Dr Anton S. Nizovtsev
In residence at
Dr Svetlana Eliseeva
Anton S. Nizovtsev obtained his Ph.D. degree in physical chemistry from Nikolaev Institute of Inorganic Chemistry (NIIC) SB RAS, Novosibirsk, Russia in 2014 for the study of electronic rearrangements in chemical reactions involving metal compounds. After short research visits to Utah State University and University of Nottingham, he joined University of Nottingham as a postdoctoral research associate and currently works at NIIC SB RAS as a senior researcher. Owing to a fruitful collaboration with a number of theoretical and experimental groups worldwide Dr. Nizovtsev gained expertise in various fields of the first‑principles computational modeling related to molecular adsorption on the surfaces of 2D materials and inside the pores of metal-organic frameworks, bonding analysis in complex chemical compounds, spectroscopy, and reaction mechanisms. His current research interests include computational studies on molecular semiconductors in terms of their electronic structure and optical properties.

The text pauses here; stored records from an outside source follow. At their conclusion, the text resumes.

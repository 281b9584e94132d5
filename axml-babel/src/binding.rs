//! MvvmCross binding translation
//!
//!     MvvmCross declares bindings in one `MvxBind` attribute holding `;`-separated descriptors:
//!
//!         local:MvxBind="Text Title; Visibility IsBusy, Converter=Visibility; Click SaveCommand"
//!
//!     Each descriptor is `<Property> <Path>[, <converter>[, <converter parameter>]]`. The
//!     translator turns every descriptor it understands into a Forms binding expression
//!     (`{Binding Path[, converter[, parameter]]}`) on the mapped target property. Descriptors
//!     that are malformed or bind an unknown property are skipped.

use crate::tree::Attribute;

/// Source attribute carrying the binding descriptors.
pub const BINDING_ATTRIBUTE: &str = "MvxBind";

/// `(source property or event, target attribute)` pairs.
pub const BINDING_MAP: &[(&str, &str)] = &[
    ("Text", "Text"),
    ("Visibility", "IsVisible"),
    ("ItemsSource", "ItemsSource"),
    ("SelectedItem", "SelectedItem"),
    ("Click", "Command"),
    ("Checked", "Checked"),
    ("Enabled", "IsEnabled"),
];

/// One parsed binding descriptor.
#[derive(Debug, Clone, PartialEq, Eq)]
pub struct BindingDescriptor<'a> {
    pub key: &'a str,
    pub path: &'a str,
    pub converter: Option<&'a str>,
    pub converter_parameter: Option<&'a str>,
}

impl BindingDescriptor<'_> {
    /// Forms binding expression for this descriptor.
    pub fn expression(&self) -> String {
        let mut expression = format!("{{Binding {}", self.path);
        if let Some(converter) = self.converter {
            expression.push_str(", ");
            expression.push_str(converter);
            if let Some(parameter) = self.converter_parameter {
                expression.push_str(", ");
                expression.push_str(parameter);
            }
        }
        expression.push('}');
        expression
    }

    /// Target attribute name, if the bound property is known.
    pub fn target(&self) -> Option<&'static str> {
        BINDING_MAP
            .iter()
            .find(|(key, _)| *key == self.key)
            .map(|(_, target)| *target)
    }
}

/// Parses every well-formed descriptor in `value`, in order.
pub fn parse_descriptors(value: &str) -> Vec<BindingDescriptor<'_>> {
    value
        .split(';')
        .map(str::trim)
        .filter(|descriptor| !descriptor.is_empty())
        .filter_map(parse_descriptor)
        .collect()
}

fn parse_descriptor(descriptor: &str) -> Option<BindingDescriptor<'_>> {
    let mut parts = descriptor.split(',').map(str::trim);
    let path_part = parts.next()?;
    let converter = parts.next();
    let converter_parameter = parts.next();

    let tokens: Vec<&str> = path_part.split(' ').map(str::trim).collect();
    let [key, path] = tokens[..] else {
        tracing::trace!(descriptor, "skipping malformed binding descriptor");
        return None;
    };

    Some(BindingDescriptor {
        key,
        path,
        converter,
        converter_parameter,
    })
}

/// Translates an `MvxBind` value into target attributes, in descriptor order.
pub fn translate(value: &str) -> Vec<Attribute> {
    parse_descriptors(value)
        .iter()
        .filter_map(|descriptor| match descriptor.target() {
            Some(target) => Some(Attribute::new(target, descriptor.expression())),
            None => {
                tracing::trace!(key = descriptor.key, "skipping unknown binding property");
                None
            }
        })
        .collect()
}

Computational study of f-element containing macrocyclic compounds
Despite the growing number of applications of lanthanides in various high-tech products and green technologies to health, many aspects of chemistry of f-elements are still underexplored that prevents the rational synthesis of novel materials containing f-metals and detailed interpretation of experimental data. As the search for a suitable material for industrial application is a long and complex process that still involves a considerable trial-and-error approach, the new strategies for materials design are required. In particular, first-principles calculations were shown to have the potential to greatly accelerate the design and optimization of new materials with desired properties for human welfare.
The aim of the project is to study a series of lanthanide(III)-based metallacrown compounds that have a high potential in biological imaging applications. The results of performed first-principles calculations will allow us to predict structural, energetic, and spectroscopic properties of metallacrowns under investigation and to understand how their photophysical characteristics can be tuned by varying the bridging ligands. This study will expand the fundamental understanding of f-element chemistry and will be useful for the development of lanthanide(III)-based metallacrowns with improved photophysical properties in the near-infrared range.